_WHAT IS NEEDED:_ For the records below, tally every line that has the word "crate" and reply with the number alone.

_SUPPLIED RECORDS:_
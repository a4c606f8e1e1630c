//! Hyperband: bracket generation plus successive halving.
//!
//! Every bracket `s` (from `s_max` down to `s_min`) spawns `n` random arms
//! with `r` resources each, then repeatedly evaluates the survivors at
//! `r_i = r * eta^i` and keeps the best `floor(n_i / eta)` of them.
//!
//! Brackets with `s < 2` are skipped whenever `s_max >= 2`. This trades a
//! little exploitation depth for a much shorter run.

use at_types::{config_error, AtError, AtResult, EvaluationError, VALIDATION_ERROR};
use crossbeam_channel::Sender;
use rand::rngs::StdRng;
use rand::SeedableRng;
use serde::{Deserialize, Serialize};
use std::fmt;
use std::time::Duration;
use tracing::{debug, info, warn};

use crate::evaluator::{Evaluator, Problem};
use crate::events::OptimizerEvent;
use crate::execution::{Execution, RoundExecutor};
use crate::history::{
    Checkpoint, Evaluation, EvaluationHistory, ObjectiveDirection, OptimizationReport,
    OptimizationStatus, StopReason,
};
use crate::optimizer::{rank, score_all, Optimizer, RoundRecord, RunTracker};

/// Configuration of a Hyperband run.
#[derive(Debug, Clone, PartialEq, Serialize, Deserialize)]
pub struct HyperbandConfig {
    /// Halving rate: each round keeps `1/eta` of the evaluators.
    pub eta: usize,

    /// Maximum resources a single configuration may receive (`R`). Required.
    pub max_iter: Option<usize>,

    /// Wall-clock budget, checked at round boundaries.
    #[serde(default)]
    pub max_time: Option<Duration>,

    /// Maximum number of rounds, checked at round boundaries.
    #[serde(default)]
    pub max_rounds: Option<usize>,

    /// Metric to optimize (e.g. "validation_error").
    pub optimization_goal: String,

    #[serde(default)]
    pub direction: ObjectiveDirection,

    /// Seed of the run's random generator; `None` seeds from the OS.
    #[serde(default)]
    pub seed: Option<u64>,

    #[serde(default)]
    pub execution: Execution,
}

impl HyperbandConfig {
    pub fn new(eta: usize, max_iter: usize) -> Self {
        Self {
            eta,
            max_iter: Some(max_iter),
            max_time: None,
            max_rounds: None,
            optimization_goal: VALIDATION_ERROR.to_string(),
            direction: ObjectiveDirection::Minimize,
            seed: None,
            execution: Execution::Sequential,
        }
    }

    pub fn with_max_time(mut self, max_time: Duration) -> Self {
        self.max_time = Some(max_time);
        self
    }

    pub fn with_max_rounds(mut self, max_rounds: usize) -> Self {
        self.max_rounds = Some(max_rounds);
        self
    }

    pub fn with_objective(mut self, goal: &str, direction: ObjectiveDirection) -> Self {
        self.optimization_goal = goal.to_string();
        self.direction = direction;
        self
    }

    pub fn with_seed(mut self, seed: u64) -> Self {
        self.seed = Some(seed);
        self
    }

    pub fn with_execution(mut self, execution: Execution) -> Self {
        self.execution = execution;
        self
    }

    pub fn validate(&self) -> AtResult<()> {
        self.schedule().map(|_| ())
    }

    /// Validate the configuration and build its bracket schedule.
    fn schedule(&self) -> AtResult<HyperbandSchedule> {
        let max_iter = match self.max_iter {
            None => return Err(config_error!("For Hyperband max_iter cannot be None")),
            Some(0) => return Err(config_error!("max_iter must be positive")),
            Some(max_iter) => max_iter,
        };
        if self.eta < 2 {
            return Err(config_error!(
                "eta must be at least 2 for halving to shrink the population, got {}",
                self.eta
            ));
        }
        if self.optimization_goal.trim().is_empty() {
            return Err(config_error!("optimization_goal must not be empty"));
        }
        if self.max_rounds == Some(0) {
            return Err(config_error!("max_rounds must be positive when set"));
        }
        self.execution.validate()?;
        HyperbandSchedule::new(self.eta, max_iter)
    }

    /// Parse and validate a JSON configuration.
    pub fn from_json_str(json: &str) -> AtResult<Self> {
        let config: Self = serde_json::from_str(json)?;
        config.validate()?;
        Ok(config)
    }
}

/// One successive-halving round of a bracket.
#[derive(Debug, Clone, PartialEq, Serialize, Deserialize)]
pub struct RoundPlan {
    pub round: usize,
    /// Nominal population `n * eta^-i`.
    pub n_i: f64,
    /// Evaluators actually alive at the start of the round.
    pub alive: usize,
    /// Resource level every alive evaluator is trained to.
    pub r_i: f64,
    /// Survivors promoted to the next round, `floor(n_i / eta)`.
    pub keep: usize,
}

/// One bracket: `n` arms starting with `r` resources each.
#[derive(Debug, Clone, PartialEq, Serialize, Deserialize)]
pub struct BracketPlan {
    pub s: usize,
    pub n: usize,
    pub r: f64,
    pub rounds: Vec<RoundPlan>,
}

impl BracketPlan {
    /// Resources the bracket consumes when every evaluation resumes from its
    /// previous level.
    pub fn total_resources(&self) -> f64 {
        let mut previous = 0.0;
        self.rounds
            .iter()
            .map(|round| {
                let spent = round.alive as f64 * (round.r_i - previous);
                previous = round.r_i;
                spent
            })
            .sum()
    }
}

/// The full bracket schedule for a `(max_iter, eta)` pair.
#[derive(Debug, Clone, PartialEq, Serialize, Deserialize)]
pub struct HyperbandSchedule {
    pub eta: usize,
    pub max_iter: usize,
    pub s_max: usize,
    pub s_min: usize,
    /// Nominal budget of each bracket, `B = (s_max + 1) * R`.
    pub budget: usize,
    /// Brackets in execution order (`s_max` first).
    pub brackets: Vec<BracketPlan>,
}

impl HyperbandSchedule {
    /// Expects `eta >= 2` and `max_iter >= 1`. All sizes use exact integer
    /// arithmetic, so float rounding never changes a population. Bracket
    /// sizes round up, `n = ceil((s_max + 1) * eta^s / (s + 1))`, as in the
    /// Hyperband paper.
    ///
    /// Fails with a configuration error when a population or the bracket
    /// budget does not fit in a `usize`.
    pub fn new(eta: usize, max_iter: usize) -> AtResult<Self> {
        let s_max = floor_log(max_iter, eta);
        let s_min = if s_max >= 2 { 2 } else { 0 };
        let budget = (s_max + 1)
            .checked_mul(max_iter)
            .ok_or_else(|| too_large(eta, max_iter))?;

        let brackets = (s_min..=s_max)
            .rev()
            .map(|s| -> AtResult<BracketPlan> {
                let eta_s = pow(eta, s).ok_or_else(|| too_large(eta, max_iter))?;
                let n = eta_s
                    .checked_mul(s_max + 1)
                    .ok_or_else(|| too_large(eta, max_iter))?
                    .div_ceil(s + 1);
                let r = max_iter as f64 / eta_s as f64;

                let mut alive = n;
                let rounds = (0..=s)
                    .map(|i| {
                        let eta_i = pow(eta, i).unwrap_or(usize::MAX);
                        let keep = pow(eta, i + 1).map_or(0, |p| n / p);
                        let plan = RoundPlan {
                            round: i,
                            n_i: n as f64 / eta_i as f64,
                            alive,
                            r_i: max_iter as f64 / pow(eta, s - i).unwrap_or(usize::MAX) as f64,
                            keep,
                        };
                        alive = keep.min(alive);
                        plan
                    })
                    .collect();

                Ok(BracketPlan { s, n, r, rounds })
            })
            .collect::<AtResult<Vec<_>>>()?;

        Ok(Self {
            eta,
            max_iter,
            s_max,
            s_min,
            budget,
            brackets,
        })
    }

    pub fn total_rounds(&self) -> usize {
        self.brackets.iter().map(|b| b.rounds.len()).sum()
    }
}

/// Largest `s` with `eta^s <= value`.
fn floor_log(value: usize, eta: usize) -> usize {
    let mut s = 0;
    let mut power = eta;
    while power <= value {
        s += 1;
        match power.checked_mul(eta) {
            Some(next) => power = next,
            None => break,
        }
    }
    s
}

fn too_large(eta: usize, max_iter: usize) -> AtError {
    config_error!("max_iter {} with eta {} overflows the bracket sizes", max_iter, eta)
}

fn pow(base: usize, exp: usize) -> Option<usize> {
    u32::try_from(exp).ok().and_then(|e| base.checked_pow(e))
}

/// Hyperband optimizer.
pub struct HyperbandOptimizer {
    config: HyperbandConfig,
    schedule: HyperbandSchedule,
    tracker: RunTracker,
}

impl HyperbandOptimizer {
    /// Validate `config` and build the optimizer.
    pub fn new(config: HyperbandConfig) -> AtResult<Self> {
        let schedule = config.schedule()?;
        let tracker = RunTracker::new(config.direction, config.max_time, config.max_rounds);
        Ok(Self {
            config,
            schedule,
            tracker,
        })
    }

    /// Send progress events to `events` during runs.
    pub fn with_events(mut self, events: Sender<OptimizerEvent>) -> Self {
        self.tracker.set_events(events);
        self
    }

    pub fn config(&self) -> &HyperbandConfig {
        &self.config
    }

    /// The bracket schedule a run follows, without evaluating anything.
    pub fn plan(&self) -> &HyperbandSchedule {
        &self.schedule
    }

    fn run_brackets(
        &mut self,
        problem: &dyn Problem,
        schedule: &HyperbandSchedule,
        rng: &mut StdRng,
        executor: &RoundExecutor,
        verbosity: bool,
    ) -> AtResult<Option<StopReason>> {
        let total_rounds = schedule.total_rounds();
        let mut rounds_done = 0;

        for bracket in &schedule.brackets {
            let mut evaluators = (0..bracket.n)
                .map(|_| problem.get_evaluator(None, rng))
                .collect::<AtResult<Vec<_>>>()?;

            self.tracker.emit(OptimizerEvent::BracketStarted {
                run_id: self.tracker.status().id,
                bracket: bracket.s,
                n_arms: bracket.n,
                initial_resources: bracket.r,
            });
            if verbosity {
                info!("Bracket s={}: generated {} evaluators, each with a random arm", bracket.s, bracket.n);
            } else {
                debug!("Bracket s={}: generated {} evaluators", bracket.s, bracket.n);
            }

            let mut previous_r = 0.0;
            for round in &bracket.rounds {
                if evaluators.is_empty() {
                    break;
                }
                evaluators = self.run_round(bracket.s, round, evaluators, previous_r, executor, verbosity)?;
                previous_r = round.r_i;
                rounds_done += 1;

                if rounds_done < total_rounds {
                    if let Some(reason) = self.tracker.budget_exhausted() {
                        return Ok(Some(reason));
                    }
                }
            }
        }

        Ok(None)
    }

    /// Evaluate, rank and prune one round. Returns the survivors, best first.
    fn run_round(
        &mut self,
        bracket: usize,
        round: &RoundPlan,
        mut evaluators: Vec<Box<dyn Evaluator>>,
        previous_r: f64,
        executor: &RoundExecutor,
        verbosity: bool,
    ) -> AtResult<Vec<Box<dyn Evaluator>>> {
        let goal = self.config.optimization_goal.as_str();
        let results = executor.evaluate(&mut evaluators, round.r_i);
        self.tracker
            .add_resources(evaluators.len() as f64 * (round.r_i - previous_r));

        let scored = score_all(goal, results)?;
        let mut failed = 0;
        let mut last_error = None;
        for (evaluator, outcome) in evaluators.iter().zip(&scored) {
            if let Err(e) = outcome {
                warn!(
                    "Evaluation failed in bracket {} round {} at {:.2} resources, ranking it last: {}\n{}",
                    bracket,
                    round.round,
                    round.r_i,
                    e,
                    evaluator.arm()
                );
                failed += 1;
                last_error = Some(e.clone());
            }
        }

        let ranking = rank(&scored, self.config.direction);
        let best_idx = ranking[0];
        let (objective, goals) = match &scored[best_idx] {
            Ok((objective, goals)) => (*objective, goals.clone()),
            Err(_) => {
                return Err(AtError::RoundFailed {
                    bracket,
                    round: round.round,
                    source: last_error.unwrap_or(EvaluationError::Failed {
                        message: "no evaluation result".to_string(),
                    }),
                })
            }
        };

        let kept = round.keep.min(evaluators.len());
        let checkpoint = self.tracker.record_round(RoundRecord {
            evaluation: Evaluation {
                arm: evaluators[best_idx].arm().clone(),
                goals,
            },
            objective,
            bracket: Some(bracket),
            round: round.round,
            n_resources: round.r_i,
            evaluated: evaluators.len(),
            failed,
            kept,
        });

        if verbosity {
            info!(
                "Evaluated {} arms with {:.2} resources each; best {} = {} ({:.2}s elapsed)",
                evaluators.len(),
                round.r_i,
                goal,
                objective,
                checkpoint.elapsed_secs
            );
        } else {
            debug!(
                "Bracket {} round {}: {} arms at {:.2} resources, best {} = {}",
                bracket,
                round.round,
                evaluators.len(),
                round.r_i,
                goal,
                objective
            );
        }

        let mut slots: Vec<Option<Box<dyn Evaluator>>> = evaluators.into_iter().map(Some).collect();
        Ok(ranking
            .iter()
            .take(kept)
            .filter_map(|&idx| slots[idx].take())
            .collect())
    }
}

_ANSWER TO THE PROBLEM:_ 5